PROMPT:
Show all lines of the entries in which the word "layer" is found.

-- MATERIAL FOR THE TASK follows --

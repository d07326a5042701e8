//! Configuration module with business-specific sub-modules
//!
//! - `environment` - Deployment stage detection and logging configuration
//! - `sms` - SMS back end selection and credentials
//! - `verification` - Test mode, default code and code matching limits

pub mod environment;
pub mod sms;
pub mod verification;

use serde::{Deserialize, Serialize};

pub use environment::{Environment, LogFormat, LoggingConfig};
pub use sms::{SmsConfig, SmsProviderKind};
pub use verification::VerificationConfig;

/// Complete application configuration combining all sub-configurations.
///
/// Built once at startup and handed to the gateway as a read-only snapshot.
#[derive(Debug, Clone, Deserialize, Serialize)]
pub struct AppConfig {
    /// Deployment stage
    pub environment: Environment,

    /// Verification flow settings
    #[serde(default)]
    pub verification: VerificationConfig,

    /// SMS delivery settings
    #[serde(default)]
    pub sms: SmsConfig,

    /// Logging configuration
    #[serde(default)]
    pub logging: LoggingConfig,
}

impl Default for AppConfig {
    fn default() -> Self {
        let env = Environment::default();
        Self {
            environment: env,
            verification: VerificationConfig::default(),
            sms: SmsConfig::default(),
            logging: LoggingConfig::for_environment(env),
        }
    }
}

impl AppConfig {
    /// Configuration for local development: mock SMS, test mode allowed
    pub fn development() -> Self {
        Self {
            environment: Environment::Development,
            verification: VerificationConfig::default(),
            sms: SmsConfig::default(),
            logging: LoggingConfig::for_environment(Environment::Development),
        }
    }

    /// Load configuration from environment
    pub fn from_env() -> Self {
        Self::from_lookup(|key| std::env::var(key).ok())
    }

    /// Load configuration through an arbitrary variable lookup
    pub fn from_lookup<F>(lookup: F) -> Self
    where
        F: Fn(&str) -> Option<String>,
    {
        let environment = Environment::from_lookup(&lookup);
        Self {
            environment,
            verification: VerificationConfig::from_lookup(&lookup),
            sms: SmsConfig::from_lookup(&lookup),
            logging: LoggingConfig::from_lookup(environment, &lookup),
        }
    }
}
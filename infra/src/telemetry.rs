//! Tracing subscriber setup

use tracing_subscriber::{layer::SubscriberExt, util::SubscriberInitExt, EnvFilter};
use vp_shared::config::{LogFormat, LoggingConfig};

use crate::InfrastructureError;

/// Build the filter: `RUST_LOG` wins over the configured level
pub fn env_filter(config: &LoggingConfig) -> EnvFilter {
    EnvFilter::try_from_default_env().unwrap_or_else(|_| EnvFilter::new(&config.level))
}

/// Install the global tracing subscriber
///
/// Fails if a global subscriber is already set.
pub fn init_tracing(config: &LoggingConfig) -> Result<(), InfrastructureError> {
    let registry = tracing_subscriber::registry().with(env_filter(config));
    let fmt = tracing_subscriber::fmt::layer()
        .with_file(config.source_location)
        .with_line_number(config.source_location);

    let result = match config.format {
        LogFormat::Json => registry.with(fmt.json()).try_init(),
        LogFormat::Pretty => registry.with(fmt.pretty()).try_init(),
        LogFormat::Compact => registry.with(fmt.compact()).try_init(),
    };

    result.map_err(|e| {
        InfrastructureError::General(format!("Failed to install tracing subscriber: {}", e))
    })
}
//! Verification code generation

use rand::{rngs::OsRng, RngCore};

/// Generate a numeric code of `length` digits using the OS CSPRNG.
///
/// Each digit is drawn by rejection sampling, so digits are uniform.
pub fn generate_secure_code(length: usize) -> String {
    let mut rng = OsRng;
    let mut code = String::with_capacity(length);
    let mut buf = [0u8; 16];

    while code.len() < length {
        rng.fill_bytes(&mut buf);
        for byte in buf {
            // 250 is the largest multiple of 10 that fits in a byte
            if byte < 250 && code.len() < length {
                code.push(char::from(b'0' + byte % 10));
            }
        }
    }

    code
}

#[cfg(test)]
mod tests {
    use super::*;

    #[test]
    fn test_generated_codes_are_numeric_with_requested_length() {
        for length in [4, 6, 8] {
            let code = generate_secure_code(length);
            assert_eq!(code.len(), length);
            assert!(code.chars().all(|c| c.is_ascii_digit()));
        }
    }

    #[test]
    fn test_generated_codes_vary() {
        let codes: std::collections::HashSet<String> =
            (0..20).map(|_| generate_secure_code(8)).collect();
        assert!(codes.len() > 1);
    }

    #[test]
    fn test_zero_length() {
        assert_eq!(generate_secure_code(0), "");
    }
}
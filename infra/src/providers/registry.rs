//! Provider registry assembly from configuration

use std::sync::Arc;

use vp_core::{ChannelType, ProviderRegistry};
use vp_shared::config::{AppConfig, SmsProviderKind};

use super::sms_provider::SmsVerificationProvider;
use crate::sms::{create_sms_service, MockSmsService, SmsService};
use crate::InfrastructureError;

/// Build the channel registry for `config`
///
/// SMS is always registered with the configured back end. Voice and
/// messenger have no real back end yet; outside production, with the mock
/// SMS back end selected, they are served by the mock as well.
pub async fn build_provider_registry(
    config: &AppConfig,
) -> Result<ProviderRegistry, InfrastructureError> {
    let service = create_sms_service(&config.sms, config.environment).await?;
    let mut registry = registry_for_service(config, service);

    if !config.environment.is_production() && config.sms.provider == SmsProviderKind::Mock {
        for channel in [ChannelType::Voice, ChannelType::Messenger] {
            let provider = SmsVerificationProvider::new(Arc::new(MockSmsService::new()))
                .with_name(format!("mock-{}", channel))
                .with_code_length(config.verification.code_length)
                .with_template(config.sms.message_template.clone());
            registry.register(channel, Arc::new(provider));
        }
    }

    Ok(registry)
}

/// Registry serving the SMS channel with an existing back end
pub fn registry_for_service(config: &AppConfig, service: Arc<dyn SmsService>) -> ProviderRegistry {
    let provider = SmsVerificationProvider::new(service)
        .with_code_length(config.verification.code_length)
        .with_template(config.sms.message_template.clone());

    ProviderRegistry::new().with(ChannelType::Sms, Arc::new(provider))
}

-- MATERIAL FOR THE TASK concluded --
-- MATERIAL FOR THE TASK follows --

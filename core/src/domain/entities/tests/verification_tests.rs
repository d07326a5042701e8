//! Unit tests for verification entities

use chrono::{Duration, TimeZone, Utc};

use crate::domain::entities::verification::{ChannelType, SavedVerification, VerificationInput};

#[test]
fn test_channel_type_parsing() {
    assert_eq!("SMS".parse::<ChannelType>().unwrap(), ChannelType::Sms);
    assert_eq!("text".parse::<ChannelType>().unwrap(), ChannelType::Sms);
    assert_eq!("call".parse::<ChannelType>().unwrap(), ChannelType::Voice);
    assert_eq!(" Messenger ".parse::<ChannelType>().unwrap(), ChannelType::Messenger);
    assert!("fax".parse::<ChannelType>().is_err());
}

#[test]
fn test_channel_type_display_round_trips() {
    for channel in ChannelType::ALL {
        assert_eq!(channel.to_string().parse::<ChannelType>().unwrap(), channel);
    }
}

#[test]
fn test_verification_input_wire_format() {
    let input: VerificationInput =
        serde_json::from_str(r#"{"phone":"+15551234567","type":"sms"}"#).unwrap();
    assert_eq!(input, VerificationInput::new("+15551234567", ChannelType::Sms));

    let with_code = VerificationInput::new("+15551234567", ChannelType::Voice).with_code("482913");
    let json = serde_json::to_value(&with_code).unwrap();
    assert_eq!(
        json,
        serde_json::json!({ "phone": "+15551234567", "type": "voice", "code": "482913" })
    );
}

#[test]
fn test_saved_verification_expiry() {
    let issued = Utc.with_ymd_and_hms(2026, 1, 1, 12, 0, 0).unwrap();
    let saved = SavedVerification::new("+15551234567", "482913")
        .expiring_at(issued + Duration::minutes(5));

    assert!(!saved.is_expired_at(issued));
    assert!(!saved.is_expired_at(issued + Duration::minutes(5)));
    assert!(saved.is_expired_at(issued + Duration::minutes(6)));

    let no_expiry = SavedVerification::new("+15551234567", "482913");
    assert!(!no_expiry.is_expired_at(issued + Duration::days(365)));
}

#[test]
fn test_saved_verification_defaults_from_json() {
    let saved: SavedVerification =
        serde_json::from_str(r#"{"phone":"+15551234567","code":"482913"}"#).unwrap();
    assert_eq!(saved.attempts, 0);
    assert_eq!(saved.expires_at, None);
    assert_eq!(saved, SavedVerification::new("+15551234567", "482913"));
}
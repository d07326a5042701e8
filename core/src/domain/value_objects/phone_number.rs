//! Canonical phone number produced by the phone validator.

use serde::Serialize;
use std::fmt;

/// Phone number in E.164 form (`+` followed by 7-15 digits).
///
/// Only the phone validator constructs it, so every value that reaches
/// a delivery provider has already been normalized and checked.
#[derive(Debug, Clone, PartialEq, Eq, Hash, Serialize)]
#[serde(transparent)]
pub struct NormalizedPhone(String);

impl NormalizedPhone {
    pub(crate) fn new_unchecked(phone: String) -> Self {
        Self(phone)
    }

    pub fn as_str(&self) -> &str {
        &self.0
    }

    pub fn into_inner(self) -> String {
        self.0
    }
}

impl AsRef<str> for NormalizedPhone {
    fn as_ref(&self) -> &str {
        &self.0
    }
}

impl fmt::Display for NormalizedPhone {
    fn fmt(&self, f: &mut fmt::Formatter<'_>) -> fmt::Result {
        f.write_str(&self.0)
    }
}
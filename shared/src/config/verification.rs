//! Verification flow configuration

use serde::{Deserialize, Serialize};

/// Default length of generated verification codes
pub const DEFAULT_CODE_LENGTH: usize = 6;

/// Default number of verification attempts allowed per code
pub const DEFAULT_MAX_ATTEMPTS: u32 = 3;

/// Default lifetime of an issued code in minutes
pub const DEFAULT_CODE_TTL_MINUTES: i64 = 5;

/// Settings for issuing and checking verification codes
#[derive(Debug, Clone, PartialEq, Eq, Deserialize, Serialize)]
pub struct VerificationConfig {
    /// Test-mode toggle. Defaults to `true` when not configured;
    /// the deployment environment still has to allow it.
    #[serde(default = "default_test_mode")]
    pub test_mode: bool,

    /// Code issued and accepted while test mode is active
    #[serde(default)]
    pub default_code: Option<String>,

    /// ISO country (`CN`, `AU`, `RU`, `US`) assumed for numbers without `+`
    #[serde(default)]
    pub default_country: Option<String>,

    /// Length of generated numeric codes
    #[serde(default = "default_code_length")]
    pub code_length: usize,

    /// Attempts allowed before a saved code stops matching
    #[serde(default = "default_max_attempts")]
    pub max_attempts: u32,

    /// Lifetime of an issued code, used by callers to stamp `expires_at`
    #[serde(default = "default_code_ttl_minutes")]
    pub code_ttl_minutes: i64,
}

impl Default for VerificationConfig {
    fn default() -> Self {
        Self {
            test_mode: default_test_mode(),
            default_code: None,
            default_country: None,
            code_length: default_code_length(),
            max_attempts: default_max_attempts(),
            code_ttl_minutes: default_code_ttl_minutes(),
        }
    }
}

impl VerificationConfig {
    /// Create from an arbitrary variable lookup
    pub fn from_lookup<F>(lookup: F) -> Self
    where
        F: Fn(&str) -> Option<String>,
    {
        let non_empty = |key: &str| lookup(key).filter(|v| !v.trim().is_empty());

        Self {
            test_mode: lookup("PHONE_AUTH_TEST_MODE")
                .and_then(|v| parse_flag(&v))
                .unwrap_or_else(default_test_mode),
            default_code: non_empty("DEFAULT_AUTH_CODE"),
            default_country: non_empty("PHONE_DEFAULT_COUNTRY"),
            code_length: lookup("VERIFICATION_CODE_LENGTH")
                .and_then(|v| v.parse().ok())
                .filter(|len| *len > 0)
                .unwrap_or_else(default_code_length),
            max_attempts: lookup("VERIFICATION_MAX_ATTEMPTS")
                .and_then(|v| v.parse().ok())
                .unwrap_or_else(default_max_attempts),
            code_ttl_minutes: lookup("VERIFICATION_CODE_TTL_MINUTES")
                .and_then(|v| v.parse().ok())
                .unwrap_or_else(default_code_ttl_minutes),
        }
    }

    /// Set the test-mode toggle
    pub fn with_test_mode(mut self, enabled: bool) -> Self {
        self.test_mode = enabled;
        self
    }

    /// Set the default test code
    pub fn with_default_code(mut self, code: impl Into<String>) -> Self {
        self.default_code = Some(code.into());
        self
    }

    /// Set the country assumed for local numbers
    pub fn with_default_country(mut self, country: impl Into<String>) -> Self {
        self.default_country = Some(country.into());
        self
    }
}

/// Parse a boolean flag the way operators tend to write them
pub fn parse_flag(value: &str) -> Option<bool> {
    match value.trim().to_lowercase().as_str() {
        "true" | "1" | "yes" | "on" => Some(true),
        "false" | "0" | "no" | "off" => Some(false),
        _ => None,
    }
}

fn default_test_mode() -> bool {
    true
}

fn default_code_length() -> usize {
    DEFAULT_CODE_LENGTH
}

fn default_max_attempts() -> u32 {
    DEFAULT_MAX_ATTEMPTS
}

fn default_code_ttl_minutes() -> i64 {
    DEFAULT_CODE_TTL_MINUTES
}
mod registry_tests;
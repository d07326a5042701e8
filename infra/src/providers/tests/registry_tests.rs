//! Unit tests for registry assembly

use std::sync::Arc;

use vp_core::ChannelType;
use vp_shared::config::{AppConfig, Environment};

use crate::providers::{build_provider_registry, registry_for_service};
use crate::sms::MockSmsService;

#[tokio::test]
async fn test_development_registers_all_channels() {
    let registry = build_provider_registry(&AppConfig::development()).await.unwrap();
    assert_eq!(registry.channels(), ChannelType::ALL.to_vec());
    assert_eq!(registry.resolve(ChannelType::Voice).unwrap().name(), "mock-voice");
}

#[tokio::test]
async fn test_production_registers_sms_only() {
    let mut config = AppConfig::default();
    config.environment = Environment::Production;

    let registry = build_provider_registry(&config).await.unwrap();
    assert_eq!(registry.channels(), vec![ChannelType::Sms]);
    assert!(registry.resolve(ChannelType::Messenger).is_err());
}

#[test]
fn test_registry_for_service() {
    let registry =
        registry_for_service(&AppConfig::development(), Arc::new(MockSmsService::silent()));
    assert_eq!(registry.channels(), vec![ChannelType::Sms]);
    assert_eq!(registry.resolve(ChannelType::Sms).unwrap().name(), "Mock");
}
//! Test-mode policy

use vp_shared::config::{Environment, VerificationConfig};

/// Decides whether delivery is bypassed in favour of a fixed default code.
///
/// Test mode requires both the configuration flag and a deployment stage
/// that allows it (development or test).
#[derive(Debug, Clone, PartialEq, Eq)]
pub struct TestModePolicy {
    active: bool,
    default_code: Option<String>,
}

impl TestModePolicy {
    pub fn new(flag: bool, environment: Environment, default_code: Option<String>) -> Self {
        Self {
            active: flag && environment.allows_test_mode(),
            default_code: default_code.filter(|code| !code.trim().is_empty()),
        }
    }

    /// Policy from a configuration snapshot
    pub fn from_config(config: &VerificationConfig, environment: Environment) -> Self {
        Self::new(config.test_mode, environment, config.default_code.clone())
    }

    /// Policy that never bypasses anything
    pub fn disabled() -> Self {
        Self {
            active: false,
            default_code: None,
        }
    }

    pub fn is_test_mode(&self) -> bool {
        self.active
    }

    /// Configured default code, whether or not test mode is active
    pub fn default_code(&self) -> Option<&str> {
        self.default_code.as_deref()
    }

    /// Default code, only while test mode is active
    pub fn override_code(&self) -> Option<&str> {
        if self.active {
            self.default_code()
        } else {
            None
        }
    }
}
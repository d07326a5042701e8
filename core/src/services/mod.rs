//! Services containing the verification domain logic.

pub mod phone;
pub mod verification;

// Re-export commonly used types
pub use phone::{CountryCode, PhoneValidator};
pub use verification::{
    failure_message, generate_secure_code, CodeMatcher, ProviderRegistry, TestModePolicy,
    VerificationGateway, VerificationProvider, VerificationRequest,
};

-- MATERIAL FOR THE TASK concluded --

RESPONSE TO THIS TASK:
use tracing_subscriber::{layer::SubscriberExt, util::SubscriberInitExt, EnvFilter};
    let fmt = tracing_subscriber::fmt::layer()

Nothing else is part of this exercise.